══ Supplied records ══

//! Head-less turtle externals.
//!
//! Cilly's demo programs drive a turtle through `forward`, `left`, `penup`
//! and friends. This module registers those externals against an in-memory
//! turtle that records the segments it draws, and reports each call to
//! stderr when `echo` is on.

use crate::lang::node::Number;
use crate::lang::value::Value;
use crate::runtime::externals::Externals;
use std::cell::RefCell;
use std::rc::Rc;

#[derive(Debug, Clone, PartialEq)]
pub struct Segment {
    pub from: (f64, f64),
    pub to: (f64, f64),
    pub color: String,
}

#[derive(Debug, Clone, PartialEq)]
pub struct Turtle {
    pub x: f64,
    pub y: f64,
    /// Degrees, counter-clockwise from the positive x axis.
    pub heading: f64,
    pub pen_down: bool,
    pub color: String,
    pub speed: f64,
    pub segments: Vec<Segment>,
}

impl Default for Turtle {
    fn default() -> Self {
        Self {
            x: 0.0,
            y: 0.0,
            heading: 0.0,
            pen_down: true,
            color: "black".to_string(),
            speed: 0.0,
            segments: Vec::new(),
        }
    }
}

impl Turtle {
    fn forward(&mut self, distance: f64) {
        let rad = self.heading.to_radians();
        let from = (self.x, self.y);
        self.x += distance * rad.cos();
        self.y += distance * rad.sin();
        if self.pen_down {
            self.segments.push(Segment {
                from,
                to: (self.x, self.y),
                color: self.color.clone(),
            });
        }
    }

    fn turn(&mut self, degrees: f64) {
        self.heading = (self.heading + degrees).rem_euclid(360.0);
    }
}

fn number(name: &str, value: &Value) -> Result<f64, String> {
    match value {
        Value::Number(n) => Ok(Number::as_f64(*n)),
        other => Err(format!("{} expects a number, got {}", name, other.type_name())),
    }
}

/// Registers the turtle externals and returns the shared turtle state.
pub fn register(externals: &mut Externals, echo: bool) -> Rc<RefCell<Turtle>> {
    let turtle = Rc::new(RefCell::new(Turtle::default()));

    let log = move |name: &str, args: &[Value]| {
        let args: Vec<String> = args.iter().map(|a| a.to_string()).collect();
        tracing::info!(call = name, args = %args.join(", "), "turtle");
        if echo {
            eprintln!("turtle: {}({})", name, args.join(", "));
        }
    };

    type Action = fn(&mut Turtle, &[Value]) -> Result<(), String>;
    let commands: [(&str, usize, Action); 8] = [
        ("forward", 1, |t, a| {
            t.forward(number("forward", &a[0])?);
            Ok(())
        }),
        ("backward", 1, |t, a| {
            t.forward(-number("backward", &a[0])?);
            Ok(())
        }),
        ("left", 1, |t, a| {
            t.turn(number("left", &a[0])?);
            Ok(())
        }),
        ("right", 1, |t, a| {
            t.turn(-number("right", &a[0])?);
            Ok(())
        }),
        ("penup", 0, |t, _| {
            t.pen_down = false;
            Ok(())
        }),
        ("pendown", 0, |t, _| {
            t.pen_down = true;
            Ok(())
        }),
        ("pencolor", 1, |t, a| {
            t.color = a[0].to_string();
            Ok(())
        }),
        ("speed", 1, |t, a| {
            t.speed = number("speed", &a[0])?;
            Ok(())
        }),
    ];

    for (name, arity, action) in commands {
        let state = Rc::clone(&turtle);
        externals.register(name, arity, move |args| {
            log(name, args);
            action(&mut state.borrow_mut(), args)
        });
    }

    turtle
}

═══

[Task directions]: Taking the listing above, write all of it out exactly.

[Problem solution]:
//! Head-less turtle externals.
//!
//! Cilly's demo programs drive a turtle through `forward`, `left`, `penup`
//! and friends. This module registers those externals against an in-memory
//! turtle that records the segments it draws, and reports each call to
//! stderr when `echo` is on.

use crate::lang::node::Number;
use crate::lang::value::Value;
use crate::runtime::externals::Externals;
use std::cell::RefCell;
use std::rc::Rc;

#[derive(Debug, Clone, PartialEq)]
pub struct Segment {
    pub from: (f64, f64),
    pub to: (f64, f64),
    pub color: String,
}

#[derive(Debug, Clone, PartialEq)]
pub struct Turtle {
    pub x: f64,
    pub y: f64,
    /// Degrees, counter-clockwise from the positive x axis.
    pub heading: f64,
    pub pen_down: bool,
    pub color: String,
    pub speed: f64,
    pub segments: Vec<Segment>,
}

impl Default for Turtle {
    fn default() -> Self {
        Self {
            x: 0.0,
            y: 0.0,
            heading: 0.0,
            pen_down: true,
            color: "black".to_string(),
            speed: 0.0,
            segments: Vec::new(),
        }
    }
}

impl Turtle {
    fn forward(&mut self, distance: f64) {
        let rad = self.heading.to_radians();
        let from = (self.x, self.y);
        self.x += distance * rad.cos();
        self.y += distance * rad.sin();
        if self.pen_down {
            self.segments.push(Segment {
                from,
                to: (self.x, self.y),
                color: self.color.clone(),
            });
        }
    }

    fn turn(&mut self, degrees: f64) {
        self.heading = (self.heading + degrees).rem_euclid(360.0);
    }
}

fn number(name: &str, value: &Value) -> Result<f64, String> {
    match value {
        Value::Number(n) => Ok(Number::as_f64(*n)),
        other => Err(format!("{} expects a number, got {}", name, other.type_name())),
    }
}

/// Registers the turtle externals and returns the shared turtle state.
pub fn register(externals: &mut Externals, echo: bool) -> Rc<RefCell<Turtle>> {
    let turtle = Rc::new(RefCell::new(Turtle::default()));

    let log = move |name: &str, args: &[Value]| {
        let args: Vec<String> = args.iter().map(|a| a.to_string()).collect();
        tracing::info!(call = name, args = %args.join(", "), "turtle");
        if echo {
            eprintln!("turtle: {}({})", name, args.join(", "));
        }
    };

    type Action = fn(&mut Turtle, &[Value]) -> Result<(), String>;
    let commands: [(&str, usize, Action); 8] = [
        ("forward", 1, |t, a| {
            t.forward(number("forward", &a[0])?);
            Ok(())
        }),
        ("backward", 1, |t, a| {
            t.forward(-number("backward", &a[0])?);
            Ok(())
        }),
        ("left", 1, |t, a| {
            t.turn(number("left", &a[0])?);
            Ok(())
        }),
        ("right", 1, |t, a| {
            t.turn(-number("right", &a[0])?);
            Ok(())
        }),
        ("penup", 0, |t, _| {
            t.pen_down = false;
            Ok(())
        }),
        ("pendown", 0, |t, _| {
            t.pen_down = true;
            Ok(())
        }),
        ("pencolor", 1, |t, a| {
            t.color = a[0].to_string();
            Ok(())
        }),
        ("speed", 1, |t, a| {
            t.speed = number("speed", &a[0])?;
            Ok(())
        }),
    ];

    for (name, arity, action) in commands {
        let state = Rc::clone(&turtle);
        externals.register(name, arity, move |args| {
            log(name, args);
            action(&mut state.borrow_mut(), args)
        });
    }

    turtle
}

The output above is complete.